Iterative Design Development
Early guerrilla usability testing with paper prototypes revealed navigation challenges and unclear interaction patterns. Five students from San Jose State University provided feedback that shaped the interface design, particularly around making social features feel less intimidating for anxious users.
Wireframe Development


Wireframing focused on creating clear pathways between academic and social features, ensuring that students could seamlessly move from class-related activities to broader community engagement.
Visual Design & Brand Identity
Moodboard
The visual approach needed to feel welcoming and energetic without triggering anxiety or comparison behaviors common in social media. Warm, approachable colors and gentle typography created an environment that felt safe for vulnerable sharing.
Design System Development
Brand Strategy
The name “Ami” derives from the French word for friend, positioning the app as a supportive companion rather than another social network. This metaphor influenced every design decision, from interaction patterns to visual styling.
The logo, modified from Futura typeface, emphasized geometric simplicity and friendliness. The design avoided aggressive or overly playful elements that might alienate students in crisis.
Validation Through Testing
Prototype Evolution
Initial prototypes tested core interaction patterns with five students across two testing rounds. Remote testing methods proved essential given COVID restrictions, but also provided authentic context for how students would actually use the platform.
Key Insights from Testing
Users consistently needed clearer navigation cues and confirmation feedback for social actions.

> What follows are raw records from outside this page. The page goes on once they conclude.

//! Cancellation signal threaded through middleware, handlers and the pipeline.

use tokio::sync::watch;
use tracing::{debug, warn};

/// Owning side of the cancellation signal.
#[derive(Debug)]
pub struct CancellationSource {
    tx: watch::Sender<bool>,
}

/// Observing side of the cancellation signal. Cheap to clone.
#[derive(Debug, Clone)]
pub struct Cancellation {
    rx: watch::Receiver<bool>,
}

impl CancellationSource {
    /// Create a source that has not been triggered.
    #[must_use]
    pub fn new() -> Self {
        let (tx, _rx) = watch::channel(false);
        Self { tx }
    }

    /// Signal observed by the rest of the invocation.
    #[must_use]
    pub fn signal(&self) -> Cancellation {
        Cancellation {
            rx: self.tx.subscribe(),
        }
    }

    /// Trigger cancellation. Idempotent.
    pub fn cancel(&self) {
        self.tx.send_replace(true);
    }

    /// Trigger cancellation when the process receives an interrupt.
    ///
    /// The listener task lives for the rest of the runtime.
    pub fn cancel_on_ctrl_c(self) -> Cancellation {
        let signal = self.signal();
        tokio::spawn(async move {
            match tokio::signal::ctrl_c().await {
                Ok(()) => {
                    debug!("interrupt received, cancelling invocation");
                    self.cancel();
                }
                Err(err) => warn!(error = %err, "failed to listen for interrupt"),
            }
        });
        signal
    }
}

impl Default for CancellationSource {
    fn default() -> Self {
        Self::new()
    }
}

impl Cancellation {
    /// Signal that never fires.
    #[must_use]
    pub fn never() -> Self {
        CancellationSource::new().signal()
    }

    /// Whether cancellation has been requested.
    #[must_use]
    pub fn is_cancelled(&self) -> bool {
        *self.rx.borrow()
    }

    /// Resolve once cancellation is requested.
    ///
    /// Stays pending forever when the source is dropped without cancelling.
    pub async fn cancelled(&self) {
        let mut rx = self.rx.clone();
        if rx.wait_for(|cancelled| *cancelled).await.is_err() {
            std::future::pending::<()>().await;
        }
    }
}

The anxiety around social interaction required more explicit system status indicators and user control over visibility and engagement levels.

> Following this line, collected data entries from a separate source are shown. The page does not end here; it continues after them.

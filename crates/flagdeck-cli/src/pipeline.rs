//! Resilient request execution: snapshot capture, retry, cancellation and
//! credential injection.
//!
//! # Design
//! - A [`RequestSnapshot`] is captured once per logical call. Each attempt
//!   materialises a fresh [`OutboundRequest`] from it, so retries resend the
//!   exact same bytes.
//! - Every attempt outcome is classified once into an [`AttemptFailure`]
//!   carrying an explicit `retryable` flag; the retry loop never inspects
//!   error types.
//! - Attempts are strictly sequential. Cancellation is raced against both the
//!   in-flight attempt and the backoff sleep, with cancellation polled first.

use std::fmt;
use std::num::NonZeroU32;
use std::sync::Arc;
use std::time::Duration;

use async_trait::async_trait;
use flagdeck_api_models::ProblemDetails;
use flagdeck_config::Credential;
use reqwest::header::{
    ACCEPT, AUTHORIZATION, CONTENT_TYPE, HeaderMap, HeaderValue, InvalidHeaderValue,
};
use reqwest::{Client, Method, StatusCode, Url};
use serde::Serialize;
use thiserror::Error;
use tracing::{debug, instrument, warn};
use uuid::Uuid;

use crate::cancel::Cancellation;

pub(crate) const HEADER_REQUEST_ID: &str = "x-request-id";
const JSON_MEDIA_TYPE: &str = "application/json";
const MAX_DETAIL_CHARS: usize = 200;

/// Default number of attempts per logical call.
pub const DEFAULT_MAX_ATTEMPTS: NonZeroU32 = match NonZeroU32::new(3) {
    Some(attempts) => attempts,
    None => NonZeroU32::MIN,
};
/// Default delay before the first retry.
pub const DEFAULT_BASE_DELAY: Duration = Duration::from_millis(500);
/// Upper bound for any single backoff delay.
pub const DEFAULT_MAX_DELAY: Duration = Duration::from_secs(5);

/// Retry budget and backoff schedule.
#[derive(Debug, Clone, Copy, PartialEq, Eq)]
pub struct RetryPolicy {
    /// Maximum attempts per logical call, including the first.
    pub max_attempts: NonZeroU32,
    /// Delay before the first retry.
    pub base_delay: Duration,
    /// Cap applied to the exponential delay.
    pub max_delay: Duration,
}

impl Default for RetryPolicy {
    fn default() -> Self {
        Self {
            max_attempts: DEFAULT_MAX_ATTEMPTS,
            base_delay: DEFAULT_BASE_DELAY,
            max_delay: DEFAULT_MAX_DELAY,
        }
    }
}

impl RetryPolicy {
    /// Policy retrying without any delay between attempts.
    #[must_use]
    pub const fn immediate(max_attempts: NonZeroU32) -> Self {
        Self {
            max_attempts,
            base_delay: Duration::ZERO,
            max_delay: Duration::ZERO,
        }
    }

    /// Whether a non-success status is worth another attempt.
    ///
    /// Server errors, request timeouts and rate limiting are transient; every
    /// other client error is terminal.
    #[must_use]
    pub fn is_retryable(&self, status: StatusCode) -> bool {
        status.is_server_error()
            || status == StatusCode::REQUEST_TIMEOUT
            || status == StatusCode::TOO_MANY_REQUESTS
    }

    /// Delay after the given failed attempt (1-based) before the next one.
    #[must_use]
    pub fn delay_for(&self, attempt: u32) -> Duration {
        let exponent = attempt.saturating_sub(1).min(16);
        self.base_delay
            .saturating_mul(1_u32 << exponent)
            .min(self.max_delay)
    }
}

/// Immutable, replayable description of one logical request.
#[derive(Debug, Clone, PartialEq, Eq)]
pub struct RequestSnapshot {
    method: Method,
    url: Url,
    body: Option<Vec<u8>>,
    content_type: Option<&'static str>,
}

impl RequestSnapshot {
    /// Capture a request, serialising the body to JSON bytes up front.
    ///
    /// # Errors
    ///
    /// Returns [`PipelineError::Encode`] when the body cannot be serialised.
    pub fn capture<B>(method: Method, url: Url, body: Option<&B>) -> Result<Self, PipelineError>
    where
        B: Serialize + ?Sized,
    {
        let body = body
            .map(serde_json::to_vec)
            .transpose()
            .map_err(|source| PipelineError::Encode { source })?;
        let content_type = body.as_ref().map(|_| JSON_MEDIA_TYPE);
        Ok(Self {
            method,
            url,
            body,
            content_type,
        })
    }

    /// HTTP method of the request.
    #[must_use]
    pub const fn method(&self) -> &Method {
        &self.method
    }

    /// Absolute request URL.
    #[must_use]
    pub const fn url(&self) -> &Url {
        &self.url
    }

    /// Buffered body bytes, if any.
    #[must_use]
    pub fn body(&self) -> Option<&[u8]> {
        self.body.as_deref()
    }

    /// Build a fresh request for one attempt, attaching the credential.
    ///
    /// # Errors
    ///
    /// Returns [`PipelineError::InvalidHeader`] when the credential cannot be
    /// encoded as a header value.
    pub fn materialize(
        &self,
        credential: Option<&Credential>,
    ) -> Result<OutboundRequest, PipelineError> {
        let mut headers = HeaderMap::new();
        headers.insert(ACCEPT, HeaderValue::from_static(JSON_MEDIA_TYPE));
        if let Some(content_type) = self.content_type {
            headers.insert(CONTENT_TYPE, HeaderValue::from_static(content_type));
        }
        if let Some(credential) = credential {
            let mut value = HeaderValue::from_str(&credential.header_value())
                .map_err(|source| PipelineError::InvalidHeader {
                    name: "authorization",
                    source,
                })?;
            value.set_sensitive(true);
            headers.insert(AUTHORIZATION, value);
        }

        Ok(OutboundRequest {
            method: self.method.clone(),
            url: self.url.clone(),
            headers,
            body: self.body.clone(),
        })
    }
}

Testing revealed specific improvements needed: adding explicit “Attend Event” buttons, labeling ambiguous icons, creating better visual contrast, providing clear system status feedback, and enabling message customization to support different communication styles.
Final Product Experience
Product Impact & Strategic Learning
Validated Outcomes
Student feedback confirmed the platform’s core value proposition. Users experienced genuine community building and appreciated opportunities for natural interaction without social media pressure. The entertainment features and always-available peer support addressed key emotional needs identified in research.

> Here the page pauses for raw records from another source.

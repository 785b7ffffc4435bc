use clap::ArgMatches;
use flagdeck_config::model::normalize_api_host;
use flagdeck_config::{CliConfig, Credential};

use super::args;
use crate::api::ApiClient;
use crate::cancel::Cancellation;
use crate::context::ExecutionContext;
use crate::error::CliError;
use crate::output::Style;
use crate::tree::{Affinity, CommandDescriptor, HandlerFuture, OptionSpec};

const API_HOST_ARG: &str = "api-host";
const USERNAME_ARG: &str = "username";
const PASSWORD_ARG: &str = "password";

pub(crate) fn descriptor() -> CommandDescriptor {
    CommandDescriptor::new(
        "setup",
        "Store the API host and credential used by every other command",
        Affinity::ChildOf(&[]),
    )
    .option(
        OptionSpec::value(API_HOST_ARG, "Management API host; defaults to the stored host")
            .short('H'),
    )
    .option(OptionSpec::value(USERNAME_ARG, "Basic auth user name").short('u').required())
    .option(OptionSpec::value(PASSWORD_ARG, "Basic auth password").short('p').required())
    .handler(run)
    .without_auth()
}

fn run<'a>(
    args: &'a ArgMatches,
    ctx: &'a ExecutionContext,
    cancel: &'a Cancellation,
) -> HandlerFuture<'a> {
    Box::pin(async move {
        let credential = Credential::new(
            args::required(args, USERNAME_ARG)?,
            args::required(args, PASSWORD_ARG)?,
        );
        let current = tokio::select! {
            biased;
            () = cancel.cancelled() => return Err(CliError::Cancelled),
            loaded = ctx.config().get_config() => loaded?,
        };
        let host = normalize_api_host(args::optional(args, API_HOST_ARG).unwrap_or(&current.api_host))?;

        let client = ApiClient::with_target(ctx, cancel, host.clone(), credential.clone());
        let me = client
            .with_progress("Verifying credentials", client.me())
            .await?;

        let config = CliConfig {
            api_host: host.to_string(),
            auth: Some(credential),
        };
        tokio::select! {
            biased;
            () = cancel.cancelled() => return Err(CliError::Cancelled),
            saved = ctx.config().save_config(&config) => saved?,
        }

        let output = ctx.output();
        output.write("Setup complete. Authenticated as ");
        output.write_styled(&me.email, Style::Cyan);
        output.write_line(".");
        output.verbose(&format!("API host: {host}"));
        Ok(())
    })
}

Most significantly, the platform successfully reduced reliance on distracting social media for academic communication, helping students maintain focus while staying connected to their educational community.
Design Process Insights
This project reinforced the critical importance of deep user research, particularly when designing for vulnerable populations. Students’ needs were more complex than initially assumed, requiring solutions that balanced social connection with academic focus and mental health support.
Usability testing proved especially valuable because students often couldn’t articulate their exact needs upfront. Observing their actual interactions revealed gaps between stated preferences and behavioral patterns, leading to more effective design solutions.
Strategic Innovation
Ami demonstrated that purpose-built social platforms could serve specific user needs more effectively than adapting existing tools. By focusing on academic and emotional connection rather than broad social networking, the platform created value that mainstream social media couldn’t provide.
The project validated that crisis-driven design opportunities often require fundamental rethinking of existing paradigms rather than incremental improvements to current solutions.
This experience highlighted how thoughtful product design can address urgent social needs while respecting user autonomy and diverse coping strategies—principles that inform all subsequent design work.